The records that follow need to be output exactly as they are.
***** Recorded data
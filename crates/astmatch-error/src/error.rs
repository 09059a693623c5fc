//! The main `Error` type for astmatch.

use crate::{ErrorKind, ErrorStatus};
use std::fmt;

/// Unified error type for all astmatch operations.
pub struct Error {
    kind: ErrorKind,
    message: String,
    status: ErrorStatus,
    operation: &'static str,
    context: Vec<(&'static str, String)>,
    source: Option<Box<dyn std::error::Error + Send + Sync + 'static>>,
}

impl Error {
    pub fn new(kind: ErrorKind, message: impl Into<String>) -> Self {
        let status = if kind.is_retryable() {
            ErrorStatus::Temporary
        } else {
            ErrorStatus::Permanent
        };

        Self {
            kind,
            message: message.into(),
            status,
            operation: "",
            context: Vec::new(),
            source: None,
        }
    }

    /// Shorthand for the precondition-violation kind used throughout §7.
    pub fn misuse(message: impl Into<String>) -> Self {
        Self::new(ErrorKind::Misuse, message)
    }

    pub fn parse_failed(message: impl Into<String>) -> Self {
        Self::new(ErrorKind::ParseFailed, message)
    }

    pub fn kind(&self) -> ErrorKind {
        self.kind
    }

    pub fn message(&self) -> &str {
        &self.message
    }

    pub fn status(&self) -> ErrorStatus {
        self.status
    }

    pub fn operation(&self) -> &'static str {
        self.operation
    }

    pub fn context(&self) -> &[(&'static str, String)] {
        &self.context
    }

    pub fn source_ref(&self) -> Option<&(dyn std::error::Error + Send + Sync + 'static)> {
        self.source.as_ref().map(|e| e.as_ref())
    }

    pub fn with_status(mut self, status: ErrorStatus) -> Self {
        self.status = status;
        self
    }

    /// Set the operation that caused this error.
    ///
    /// If an operation was already set, the previous one is moved to context
    /// as `"called"` so the call chain is not lost.
    pub fn with_operation(mut self, operation: &'static str) -> Self {
        if !self.operation.is_empty() {
            self.context.push(("called", self.operation.to_string()));
        }
        self.operation = operation;
        self
    }

    pub fn with_context(mut self, key: &'static str, value: impl Into<String>) -> Self {
        self.context.push((key, value.into()));
        self
    }

    /// # Panics (debug only)
    /// Panics in debug mode if a source was already set.
    pub fn set_source<E>(mut self, source: E) -> Self
    where
        E: std::error::Error + Send + Sync + 'static,
    {
        debug_assert!(self.source.is_none(), "source error already set");
        self.source = Some(Box::new(source));
        self
    }

    pub fn persist(mut self) -> Self {
        self.status = self.status.persist();
        self
    }

    pub fn is_retryable(&self) -> bool {
        self.status.is_retryable()
    }
}

impl fmt::Display for Error {
    fn fmt(&self, f: &mut fmt::Formatter<'_>) -> fmt::Result {
        write!(f, "{} ({}) at {}", self.kind, self.status, self.operation)?;

        if !self.context.is_empty() {
            write!(f, ", context {{ ")?;
            for (i, (key, value)) in self.context.iter().enumerate() {
                if i > 0 {
                    write!(f, ", ")?;
                }
                write!(f, "{}: {}", key, value)?;
            }
            write!(f, " }}")?;
        }

        if !self.message.is_empty() {
            write!(f, " => {}", self.message)?;
        }

        Ok(())
    }
}

impl fmt::Debug for Error {
    fn fmt(&self, f: &mut fmt::Formatter<'_>) -> fmt::Result {
        writeln!(f, "{} ({}) at {}", self.kind, self.status, self.operation)?;

        if !self.message.is_empty() {
            writeln!(f, "    Message: {}", self.message)?;
        }

        if !self.context.is_empty() {
            writeln!(f, "    Context:")?;
            for (key, value) in &self.context {
                writeln!(f, "        {}: {}", key, value)?;
            }
        }

        if let Some(source) = &self.source {
            writeln!(f, "    Source: {:?}", source)?;
        }

        Ok(())
    }
}

impl std::error::Error for Error {
    fn source(&self) -> Option<&(dyn std::error::Error + 'static)> {
        self.source
            .as_ref()
            .map(|e| e.as_ref() as &(dyn std::error::Error + 'static))
    }
}

impl From<std::io::Error> for Error {
    fn from(err: std::io::Error) -> Self {
        Error::new(ErrorKind::IoFailed, err.to_string()).set_source(err)
    }
}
**********
### Response for this exercise:
filename crates/astmatch-error/src/error.rs
repository 09059a693623c5fc
//! The main `Error` type for astmatch.

use crate::{ErrorKind, ErrorStatus};
use std::fmt;

/// Unified error type for all astmatch operations.
pub struct Error {
    kind: ErrorKind,
    message: String,
    status: ErrorStatus,
    operation: &'static str,
    context: Vec<(&'static str, String)>,
    source: Option<Box<dyn std::error::Error + Send + Sync + 'static>>,
}

impl Error {
    pub fn new(kind: ErrorKind, message: impl Into<String>) -> Self {
        let status = if kind.is_retryable() {
            ErrorStatus::Temporary
        } else {
            ErrorStatus::Permanent
        };

        Self {
            kind,
            message: message.into(),
            status,
            operation: "",
            context: Vec::new(),
            source: None,
        }
    }

    /// Shorthand for the precondition-violation kind used throughout §7.
    pub fn misuse(message: impl Into<String>) -> Self {
        Self::new(ErrorKind::Misuse, message)
    }

    pub fn parse_failed(message: impl Into<String>) -> Self {
        Self::new(ErrorKind::ParseFailed, message)
    }

    pub fn kind(&self) -> ErrorKind {
        self.kind
    }

    pub fn message(&self) -> &str {
        &self.message
    }

    pub fn status(&self) -> ErrorStatus {
        self.status
    }

    pub fn operation(&self) -> &'static str {
        self.operation
    }

    pub fn context(&self) -> &[(&'static str, String)] {
        &self.context
    }

    pub fn source_ref(&self) -> Option<&(dyn std::error::Error + Send + Sync + 'static)> {
        self.source.as_ref().map(|e| e.as_ref())
    }

    pub fn with_status(mut self, status: ErrorStatus) -> Self {
        self.status = status;
        self
    }

    /// Set the operation that caused this error.
    ///
    /// If an operation was already set, the previous one is moved to context
    /// as `"called"` so the call chain is not lost.
    pub fn with_operation(mut self, operation: &'static str) -> Self {
        if !self.operation.is_empty() {
            self.context.push(("called", self.operation.to_string()));
        }
        self.operation = operation;
        self
    }

    pub fn with_context(mut self, key: &'static str, value: impl Into<String>) -> Self {
        self.context.push((key, value.into()));
        self
    }

    /// # Panics (debug only)
    /// Panics in debug mode if a source was already set.
    pub fn set_source<E>(mut self, source: E) -> Self
    where
        E: std::error::Error + Send + Sync + 'static,
    {
        debug_assert!(self.source.is_none(), "source error already set");
        self.source = Some(Box::new(source));
        self
    }

    pub fn persist(mut self) -> Self {
        self.status = self.status.persist();
        self
    }

    pub fn is_retryable(&self) -> bool {
        self.status.is_retryable()
    }
}

impl fmt::Display for Error {
    fn fmt(&self, f: &mut fmt::Formatter<'_>) -> fmt::Result {
        write!(f, "{} ({}) at {}", self.kind, self.status, self.operation)?;

        if !self.context.is_empty() {
            write!(f, ", context {{ ")?;
            for (i, (key, value)) in self.context.iter().enumerate() {
                if i > 0 {
                    write!(f, ", ")?;
                }
                write!(f, "{}: {}", key, value)?;
            }
            write!(f, " }}")?;
        }

        if !self.message.is_empty() {
            write!(f, " => {}", self.message)?;
        }

        Ok(())
    }
}

impl fmt::Debug for Error {
    fn fmt(&self, f: &mut fmt::Formatter<'_>) -> fmt::Result {
        writeln!(f, "{} ({}) at {}", self.kind, self.status, self.operation)?;

        if !self.message.is_empty() {
            writeln!(f, "    Message: {}", self.message)?;
        }

        if !self.context.is_empty() {
            writeln!(f, "    Context:")?;
            for (key, value) in &self.context {
                writeln!(f, "        {}: {}", key, value)?;
            }
        }

        if let Some(source) = &self.source {
            writeln!(f, "    Source: {:?}", source)?;
        }

        Ok(())
    }
}

impl std::error::Error for Error {
    fn source(&self) -> Option<&(dyn std::error::Error + 'static)> {
        self.source
            .as_ref()
            .map(|e| e.as_ref() as &(dyn std::error::Error + 'static))
    }
}

impl From<std::io::Error> for Error {
    fn from(err: std::io::Error) -> Self {
        Error::new(ErrorKind::IoFailed, err.to_string()).set_source(err)
    }
}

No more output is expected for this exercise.